Omar Phillips

Personal information
- Full name: Omar Jamel Phillips
- Born: 12 October 1986 (age 39) Boscobel, Saint Peter, Barbados
- Nickname: Ramo
- Height: 6 ft 0 in (1.83 m)
- Batting: Left-handed
- Bowling: Right-arm medium pace
- Role: Batsman

International information
- National side: West Indies;
- Test debut (cap 277): 9 July 2009 v Bangladesh
- Last Test: 17 July 2009 v Bangladesh

Domestic team information
- 2007–2011: Combined Campuses and Colleges
- 2012–2018: Barbados

Career statistics
| Competition | Test | FC | LA |
| Matches | 2 | 57 | 18 |
| Runs scored | 160 | 2,524 | 260 |
| Batting average | 40.00 | 26.56 | 14.44 |
| 100s/50s | 0/1 | 1/13 | 0/1 |
| Top score | 94 | 204 | 62 |
| Catches/stumpings | 1/– | 62/– | 4/– |
- Source: ESPNcricinfo, 10 October 2021

= Omar Phillips =

West Indian cricketer

Omar Jamel Phillips (born 12 October 1986) is a West Indian former cricketer who played domestically for the Combined Campuses and Colleges and Barbados as well as appearing in two Test matches for the West Indies. A left-handed opening batsman, he got his Test opportunity following a dispute between the West Indies Cricket Board and the Players' Association. On his debut against Bangladesh he scored 94.

==Career==
Phillips was born on 12 October 1986 in Boscobel, Saint Peter, Barbados.
Having previously represented Jamaica at youth level Phillips made his professional debut in October 2007 when appearing for the newly formed Combined Campuses and Colleges (CCC). He made his one-day debut against Trinidad and Tobago, opening the batting he scored 34. He made his first-class later in the 2007–08 season against Leeward Islands. During the 2008–09 season he was a regular in the CCC team, playing nine matches and scoring 577 runs at an average of 32.05. This included his only first-class century, an innings of 204 against the Leeward Islands which came from 396 balls and included 23 fours and 4 sixes.

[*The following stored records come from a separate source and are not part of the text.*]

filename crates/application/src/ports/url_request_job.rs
use super::NetworkDelegate;
use async_trait::async_trait;
use netstack_domain::{NetError, UrlRequest};

#[derive(Debug, Clone, Copy, PartialEq, Eq)]
pub enum JobKind {
    /// Fails with the carried error as soon as it is started.
    Error(NetError),
    File,
    FileDirectory,
}

#[derive(Debug, Clone, PartialEq, Eq)]
pub struct DirectoryEntry {
    pub name: String,
    pub is_dir: bool,
    pub size: u64,
}

#[derive(Debug, Clone, PartialEq, Eq)]
pub enum JobOutcome {
    Data(Vec<u8>),
    DirectoryListing(Vec<DirectoryEntry>),
    /// The job found that another URL should serve this request.
    Redirect(UrlRequest),
}

#[async_trait]
pub trait UrlRequestJob: Send {
    fn kind(&self) -> JobKind;

    async fn start(&mut self) -> Result<JobOutcome, NetError>;

    /// After cancel, `start` fails with `NetError::Aborted`.
    fn cancel(&mut self);
}

/// Builds the job for one URL scheme.
pub trait ProtocolHandler: Send + Sync {
    fn maybe_create_job(
        &self,
        request: &UrlRequest,
        network_delegate: Option<&dyn NetworkDelegate>,
    ) -> Box<dyn UrlRequestJob>;
}

/// Routes a request to the handler registered for its scheme.
pub trait UrlRequestJobFactory: Send + Sync {
    fn create_job(
        &self,
        request: &UrlRequest,
        network_delegate: Option<&dyn NetworkDelegate>,
    ) -> Box<dyn UrlRequestJob>;

    fn is_handled_scheme(&self, scheme: &str) -> bool;
}
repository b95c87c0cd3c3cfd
pub mod dns;
pub mod url_request;
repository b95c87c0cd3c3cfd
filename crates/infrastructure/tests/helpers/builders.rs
#![allow(dead_code)]
use netstack_application::ports::{ClientSocketFactory, RandIntFn};
use netstack_domain::{DnsConfig, SocketPoolConfig};
use netstack_infrastructure::dns::{DnsSession, DnsSocketPool};
use std::net::SocketAddr;
use std::sync::Arc;

pub struct DnsConfigBuilder {
    config: DnsConfig,
}

impl DnsConfigBuilder {
    /// Short timeouts and a single round so failing tests finish quickly.
    pub fn new(nameservers: Vec<SocketAddr>) -> Self {
        Self {
            config: DnsConfig {
                nameservers,
                timeout_ms: 200,
                max_timeout_ms: 400,
                attempts: 1,
                ..DnsConfig::default()
            },
        }
    }

    pub fn attempts(mut self, attempts: u8) -> Self {
        self.config.attempts = attempts;
        self
    }

    pub fn timeout_ms(mut self, timeout_ms: u64, max_timeout_ms: u64) -> Self {
        self.config.timeout_ms = timeout_ms;
        self.config.max_timeout_ms = max_timeout_ms;
        self
    }

    pub fn search(mut self, search: &[&str]) -> Self {
        self.config.search = search.iter().map(|s| s.to_string()).collect();
        self
    }

    pub fn rotate(mut self) -> Self {
        self.config.rotate = true;
        self
    }

    pub fn pool(mut self, max_sockets: usize, max_idle_per_server: usize) -> Self {
        self.config.socket_pool = SocketPoolConfig {
            max_sockets,
            max_idle_per_server,
        };
        self
    }

    pub fn build(self) -> DnsConfig {
        self.config
    }
}

pub fn fixed_rand(value: i32) -> RandIntFn {
    Arc::new(move |_: i32, _: i32| Some(value))
}

/// A random source whose generator always fails.
pub fn failing_rand() -> RandIntFn {
    Arc::new(|_: i32, _: i32| None)
}

pub fn session(
    config: DnsConfig,
    socket_factory: Arc<dyn ClientSocketFactory>,
    rand_int: RandIntFn,
) -> Arc<DnsSession> {
    let pool = Arc::new(DnsSocketPool::new(socket_factory, &config.socket_pool));
    Arc::new(DnsSession::new(config, pool, rand_int))
}

pub fn pool(
    socket_factory: Arc<dyn ClientSocketFactory>,
    max_sockets: usize,
    max_idle_per_server: usize,
) -> Arc<DnsSocketPool> {
    Arc::new(DnsSocketPool::new(
        socket_factory,
        &SocketPoolConfig {
            max_sockets,
            max_idle_per_server,
        },
    ))
}
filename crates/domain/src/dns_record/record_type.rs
use std::fmt;

/// Query types the stub resolver issues.
#[derive(Debug, Clone, Copy, PartialEq, Eq, Hash)]
pub enum RecordType {
    A,
    AAAA,
}

impl RecordType {
    pub fn as_str(&self) -> &'static str {
        match self {
            RecordType::A => "A",
            RecordType::AAAA => "AAAA",
        }
    }
}

impl fmt::Display for RecordType {
    fn fmt(&self, f: &mut fmt::Formatter<'_>) -> fmt::Result {
        write!(f, "{}", self.as_str())
    }
}
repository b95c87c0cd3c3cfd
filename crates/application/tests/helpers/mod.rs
pub mod mock_ports;

pub use mock_ports::*;
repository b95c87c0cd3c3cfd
//! netstack domain layer
pub mod config;
pub mod dns_query;
pub mod dns_record;
pub mod errors;
pub mod net_error;
pub mod url_request;

pub use config::{
    CliOverrides, Config, ConfigError, DnsConfig, FileAccessConfig, LoggingConfig,
    SocketPoolConfig,
};
pub use dns_query::DnsQuery;
pub use dns_record::RecordType;
pub use errors::DomainError;
pub use net_error::NetError;
pub use url_request::UrlRequest;
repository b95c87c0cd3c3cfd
use std::path::{Path, PathBuf, MAIN_SEPARATOR};
use url::Url;

/// Local path named by a `file:` URL, percent-decoded.
///
/// `None` for URLs that do not name a local file, such as ones with a
/// remote host. A trailing slash in the URL is kept in the path.
pub fn file_url_to_path(url: &Url) -> Option<PathBuf> {
    if url.scheme() != "file" {
        return None;
    }
    url.to_file_path().ok()
}

/// Lexical check; the filesystem is not consulted.
pub fn ends_with_separator(path: &Path) -> bool {
    path.to_string_lossy().ends_with(MAIN_SEPARATOR)
}

/// The same URL with a `/` appended to its path.
pub fn with_trailing_slash(url: &Url) -> Url {
    let mut url = url.clone();
    if !url.path().ends_with('/') {
        let path = format!("{}/", url.path());
        url.set_path(&path);
    }
    url
}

Phillips was selected in the West Indies A squad to play Bangladesh in their 2009 tour opener, although he didn't play. On 8 July, he was named in the Test squad following a pay dispute between the West Indies Cricket Board and the Players' Association which led to the first XI boycotting. He made the starting line-up for the first Test at Arnos Vale Stadium, one of seven debutants for the West Indies. In their first innings he top scored with 94, falling six runs short of becoming the sixth Windies batsman to score a century in his first Test innings. He scored 14 in the second innings as the West Indies lost by 95 runs. In the second Test he made 23 and 29 as Bangladesh won again to complete a series victory.

In 2010, Phillips was selected for West Indies A tours of Bangladesh and England. Phillips was captain of the CCC team for the 2010–11 season in which they reached the final of the regional four-day competition. This was his last season with CCC before joining Barbados.

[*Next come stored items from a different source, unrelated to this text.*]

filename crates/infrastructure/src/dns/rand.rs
use netstack_application::ports::RandIntFn;
use ring::rand::{SecureRandom, SystemRandom};
use std::sync::Arc;
use tracing::error;

/// `RandInt(min, max)` backed by the operating system CSPRNG.
///
/// A failing generator yields `None`; there is no weaker fallback.
pub fn crypto_rand_int() -> RandIntFn {
    let rng = SystemRandom::new();
    Arc::new(move |min: i32, max: i32| {
        let mut buf = [0u8; 4];
        if let Err(e) = rng.fill(&mut buf) {
            error!(error = ?e, "System random source failed");
            return None;
        }
        Some(uniform_in_range(u32::from_be_bytes(buf), min, max))
    })
}

/// Maps a uniformly distributed `u32` onto `[min, max]`.
pub(crate) fn uniform_in_range(raw: u32, min: i32, max: i32) -> i32 {
    if max <= min {
        return min;
    }
    let span = (max as i64 - min as i64 + 1) as u64;
    (min as i64 + (raw as u64 % span) as i64) as i32
}
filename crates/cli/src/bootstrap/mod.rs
mod logging;

pub use logging::init_logging;

use netstack_domain::{CliOverrides, Config};
use tracing::info;

pub fn load_config(path: Option<&str>, overrides: CliOverrides) -> anyhow::Result<Config> {
    let config = Config::load(path, overrides)?;
    config.validate()?;

    info!(
        nameservers = config.dns.nameservers.len(),
        attempts = config.dns.attempts,
        timeout_ms = config.dns.timeout_ms,
        "Configuration loaded"
    );

    Ok(config)
}
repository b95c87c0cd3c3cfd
use std::sync::Arc;

/// Injected `RandInt(min, max)` source, inclusive on both ends. `None` when
/// the underlying generator fails.
///
/// Transaction IDs are drawn from it, so production implementations must be
/// backed by a CSPRNG rather than a statistical generator.
pub type RandIntFn = Arc<dyn Fn(i32, i32) -> Option<i32> + Send + Sync>;
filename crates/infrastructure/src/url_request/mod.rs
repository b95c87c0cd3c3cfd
pub mod dispatcher;
pub mod error_job;
pub mod file_dir_job;
pub mod file_job;
pub mod file_protocol_handler;
pub mod file_url;
pub mod network_delegate;

pub use dispatcher::ProtocolDispatcher;
pub use error_job::UrlRequestErrorJob;
pub use file_dir_job::UrlRequestFileDirJob;
pub use file_job::UrlRequestFileJob;
pub use file_protocol_handler::FileProtocolHandler;
pub use network_delegate::PathPrefixNetworkDelegate;
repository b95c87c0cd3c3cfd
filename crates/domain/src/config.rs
pub mod dns;
pub mod errors;
pub mod files;
pub mod logging;
pub mod root;

pub use dns::{DnsConfig, SocketPoolConfig};
pub use errors::ConfigError;
pub use files::FileAccessConfig;
pub use logging::LoggingConfig;
pub use root::{CliOverrides, Config};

In December 2014, Phillips was struck on the back of the head while at the non-striker's end causing him to lose consciousness for six minutes. He was taken to hospital for tests which cleared him of anything more serious than concussion.

Phillips made his final first-class appearances during the 2016–17 season, before four matches in the 2017–18 Regional Super50 brought an end to his professional cricket career.

At the end of 2018, Phillips took a player/coach role with Stratmore Cricket Club in Melbourne. In December 2022, the West Indies called up Phillips to act as a substitute fielder in the second Test of their tour of Australia as several members of the squad were unavailable.